_SUPPLIED DATA_
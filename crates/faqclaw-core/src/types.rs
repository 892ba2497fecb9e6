//! Message types exchanged between channels and the conversation engine.

use chrono::{DateTime, Utc};
use serde::{Deserialize, Serialize};

/// Direct chat or group chat.
#[derive(Debug, Clone, Copy, PartialEq, Eq, Serialize, Deserialize)]
#[serde(rename_all = "snake_case")]
pub enum ThreadType {
    Direct,
    Group,
}

/// A message received from a channel.
#[derive(Debug, Clone, Serialize, Deserialize)]
pub struct IncomingMessage {
    pub channel: String,
    pub thread_id: String,
    pub sender_id: String,
    pub sender_name: Option<String>,
    pub content: String,
    pub thread_type: ThreadType,
    pub timestamp: DateTime<Utc>,
    pub reply_to: Option<String>,
}

impl IncomingMessage {
    /// Session key: one conversation state per sender per chat.
    pub fn session_id(&self) -> String {
        format!("{}:{}:{}", self.channel, self.thread_id, self.sender_id)
    }
}

/// File payload attached to an outgoing message.
#[derive(Debug, Clone, PartialEq, Eq, Serialize, Deserialize)]
pub struct Attachment {
    pub filename: String,
    pub content: Vec<u8>,
}

/// A message sent back through a channel.
#[derive(Debug, Clone, Serialize, Deserialize)]
pub struct OutgoingMessage {
    pub thread_id: String,
    pub content: String,
    #[serde(default)]
    pub attachment: Option<Attachment>,
    pub reply_to: Option<String>,
}

impl OutgoingMessage {
    pub fn text(thread_id: impl Into<String>, content: impl Into<String>) -> Self {
        Self {
            thread_id: thread_id.into(),
            content: content.into(),
            attachment: None,
            reply_to: None,
        }
    }

    /// Document message; `content` becomes the caption.
    pub fn document(
        thread_id: impl Into<String>,
        caption: impl Into<String>,
        attachment: Attachment,
    ) -> Self {
        Self {
            thread_id: thread_id.into(),
            content: caption.into(),
            attachment: Some(attachment),
            reply_to: None,
        }
    }
}

#[cfg(test)]
mod tests {
    use super::*;

    #[test]
    fn test_session_id_is_per_sender_and_chat() {
        let msg = IncomingMessage {
            channel: "telegram".into(),
            thread_id: "-100".into(),
            sender_id: "42".into(),
            sender_name: None,
            content: "ciao".into(),
            thread_type: ThreadType::Group,
            timestamp: Utc::now(),
            reply_to: None,
        };
        assert_eq!(msg.session_id(), "telegram:-100:42");
    }

    #[test]
    fn test_document_message_keeps_caption() {
        let msg = OutgoingMessage::document(
            "1",
            "backup",
            Attachment {
                filename: "db.json".into(),
                content: b"{}".to_vec(),
            },
        );
        assert_eq!(msg.content, "backup");
        assert_eq!(msg.attachment.unwrap().filename, "db.json");
    }
}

_WHAT THE TASK ASKS_
What belongs in the answer is each line from the listing above that contains "telegram".

_TASK OUTPUT_
            channel: "telegram".into(),
        assert_eq!(msg.session_id(), "telegram:-100:42");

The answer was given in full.